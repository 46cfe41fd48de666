//! Dashboard state and user actions.
//!
//! All state lives on the dashboard loop. Actions start requests through
//! [`DashboardServices`]; results arrive later as [`DashboardMessage`]s and are
//! folded in by [`Dashboard::apply`].

use chrono::{DateTime, Utc};
use skycast_weather::{
    Acquisition, City, FallbackReason, FavoritesStore, ForecastDay, KeyValueStore, WeatherSnapshot,
};

use crate::error_mapping::favorites_error;
use crate::render::Theme;
use crate::services::{DashboardMessage, DashboardServices, Notice};

/// How results of overlapping requests are applied
#[derive(Debug, Clone, Copy, PartialEq, Eq, Default)]
pub enum ApplyPolicy {
    /// Every result is shown as it arrives; a slow old response can
    /// overwrite a newer one.
    #[default]
    CompletionOrder,
    /// Results of requests superseded by a newer one are dropped.
    LatestRequest,
}

/// Read-only view used by the renderer
pub struct DashboardView<'a> {
    pub weather: Option<&'a WeatherSnapshot>,
    pub forecast: &'a [ForecastDay],
    pub favorites: &'a [City],
    pub suggestions: &'a [City],
    pub is_favorite: bool,
    pub loading: bool,
    pub last_updated: Option<DateTime<Utc>>,
    pub fallback: Option<FallbackReason>,
    pub theme: Theme,
}

pub struct Dashboard<S: KeyValueStore> {
    services: DashboardServices,
    favorites: FavoritesStore<S>,
    policy: ApplyPolicy,
    theme: Theme,
    weather: Option<WeatherSnapshot>,
    forecast: Vec<ForecastDay>,
    suggestions: Vec<City>,
    /// Type-ahead query whose answer is still wanted
    pending_query: Option<String>,
    fallback: Option<FallbackReason>,
    last_updated: Option<DateTime<Utc>>,
    notices: Vec<Notice>,
    /// Generation of the most recently issued fetch
    issued: u64,
    /// Fetches issued but not yet answered
    in_flight: usize,
}

impl<S: KeyValueStore> Dashboard<S> {
    pub fn new(services: DashboardServices, favorites: FavoritesStore<S>, policy: ApplyPolicy, theme: Theme) -> Self {
        Self {
            services,
            favorites,
            policy,
            theme,
            weather: None,
            forecast: Vec::new(),
            suggestions: Vec::new(),
            pending_query: None,
            fallback: None,
            last_updated: None,
            notices: Vec::new(),
            issued: 0,
            in_flight: 0,
        }
    }

    pub fn view(&self) -> DashboardView<'_> {
        DashboardView {
            weather: self.weather.as_ref(),
            forecast: &self.forecast,
            favorites: self.favorites.list(),
            suggestions: &self.suggestions,
            is_favorite: self.is_current_favorite(),
            loading: self.is_loading(),
            last_updated: self.last_updated,
            fallback: self.fallback,
            theme: self.theme,
        }
    }

    pub fn weather(&self) -> Option<&WeatherSnapshot> {
        self.weather.as_ref()
    }

    pub fn forecast(&self) -> &[ForecastDay] {
        &self.forecast
    }

    pub fn suggestions(&self) -> &[City] {
        &self.suggestions
    }

    pub fn favorites(&self) -> &[City] {
        self.favorites.list()
    }

    pub fn theme(&self) -> Theme {
        self.theme
    }

    pub fn is_loading(&self) -> bool {
        self.in_flight > 0
    }

    /// Drain pending notices, oldest first.
    pub fn take_notices(&mut self) -> Vec<Notice> {
        std::mem::take(&mut self.notices)
    }

    fn is_current_favorite(&self) -> bool {
        self.weather
            .as_ref()
            .is_some_and(|w| self.favorites.contains(&w.as_city()))
    }

    fn next_generation(&mut self) -> u64 {
        self.issued += 1;
        self.in_flight += 1;
        self.last_updated = Some(Utc::now());
        self.issued
    }

    /// Use-my-location. Also run once at start-up.
    pub fn locate(&mut self) {
        let generation = self.next_generation();
        self.services.request_locate(generation);
    }

    /// Free-text search. Returns false for a blank query.
    pub fn search(&mut self, query: &str) -> bool {
        let query = query.trim();
        if query.is_empty() {
            return false;
        }
        let generation = self.next_generation();
        self.services.request_city(generation, query.to_string());
        true
    }

    /// Look up type-ahead suggestions for `query`.
    pub fn suggest(&mut self, query: &str) {
        let query = query.trim().to_string();
        self.pending_query = Some(query.clone());
        self.services.request_suggestions(query);
    }

    /// Fetch weather for a suggestion or favorite.
    pub fn select(&mut self, city: &City) {
        let generation = self.next_generation();
        self.suggestions.clear();
        self.pending_query = None;
        self.services
            .request_coordinates(generation, city.latitude, city.longitude);
    }

    /// Re-fetch the displayed city by name. Returns false when nothing is displayed.
    pub fn refresh(&mut self) -> bool {
        if !self.refetch_current() {
            return false;
        }
        self.notices.push(Notice::Success("Weather refreshed!".to_string()));
        true
    }

    /// Timer-driven refresh; silent.
    pub fn auto_refresh(&mut self) {
        if self.refetch_current() {
            tracing::debug!("Auto-refresh started");
        }
    }

    fn refetch_current(&mut self) -> bool {
        let Some(city) = self.weather.as_ref().map(|w| w.city.clone()) else {
            return false;
        };
        let generation = self.next_generation();
        self.services.request_city(generation, city);
        true
    }

    /// Add or remove the displayed city. Returns the new favorite state,
    /// or `None` when nothing is displayed.
    pub fn toggle_favorite(&mut self) -> Option<bool> {
        let city = self.weather.as_ref()?.as_city();
        let now_favorite = !self.favorites.contains(&city);
        let result = if now_favorite {
            self.favorites.add(city.clone())
        } else {
            self.favorites.remove(&city)
        };

        match result {
            Ok(_) => {
                let verb = if now_favorite { "added to" } else { "removed from" };
                self.notices
                    .push(Notice::Success(format!("{} {} favorites", city.name, verb)));
            }
            Err(e) => {
                tracing::error!("Failed to save favorites: {}", e);
                self.notices
                    .push(Notice::Error(favorites_error(e).user_message().to_string()));
            }
        }
        Some(now_favorite)
    }

    pub fn remove_favorite(&mut self, city: &City) {
        if let Err(e) = self.favorites.remove(city) {
            tracing::error!("Failed to save favorites: {}", e);
            self.notices
                .push(Notice::Error(favorites_error(e).user_message().to_string()));
        }
    }

    pub fn toggle_theme(&mut self) -> Theme {
        self.theme = self.theme.toggled();
        self.theme
    }

    /// Fold one message into the dashboard state.
    pub fn apply(&mut self, message: DashboardMessage) {
        match message {
            DashboardMessage::Fetched {
                generation,
                acquisition,
            } => self.apply_fetch(generation, acquisition),
            DashboardMessage::Suggestions { query, cities } => {
                if self.pending_query.as_deref() != Some(query.as_str()) {
                    tracing::debug!("Dropping suggestions for stale query {:?}", query);
                    return;
                }
                tracing::debug!("{} suggestions for {:?}", cities.len(), query);
                self.suggestions = cities;
            }
            DashboardMessage::Notice(notice) => self.notices.push(notice),
            DashboardMessage::RefreshTick => self.auto_refresh(),
        }
    }

    fn apply_fetch(&mut self, generation: u64, acquisition: Acquisition) {
        self.in_flight = self.in_flight.saturating_sub(1);

        if self.policy == ApplyPolicy::LatestRequest && generation < self.issued {
            tracing::debug!(
                "Discarding result of request {} (latest is {})",
                generation,
                self.issued
            );
            return;
        }

        match acquisition {
            Acquisition::Live { snapshot, forecast } => {
                self.weather = Some(snapshot);
                // A missing forecast leaves the previous one in place
                if let Some(days) = forecast {
                    self.forecast = days;
                }
                self.fallback = None;
            }
            Acquisition::Fallback { report, reason } => {
                self.weather = Some(report.snapshot);
                self.forecast = report.forecast;
                self.fallback = Some(reason);
            }
        }
    }
}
* * * * *
= WORK TO BE COMPLETED =
Every line in the data that holds the string "LatestRequest" should be copied.

= FINISHED EXERCISE =
    LatestRequest,
        if self.policy == ApplyPolicy::LatestRequest && generation < self.issued {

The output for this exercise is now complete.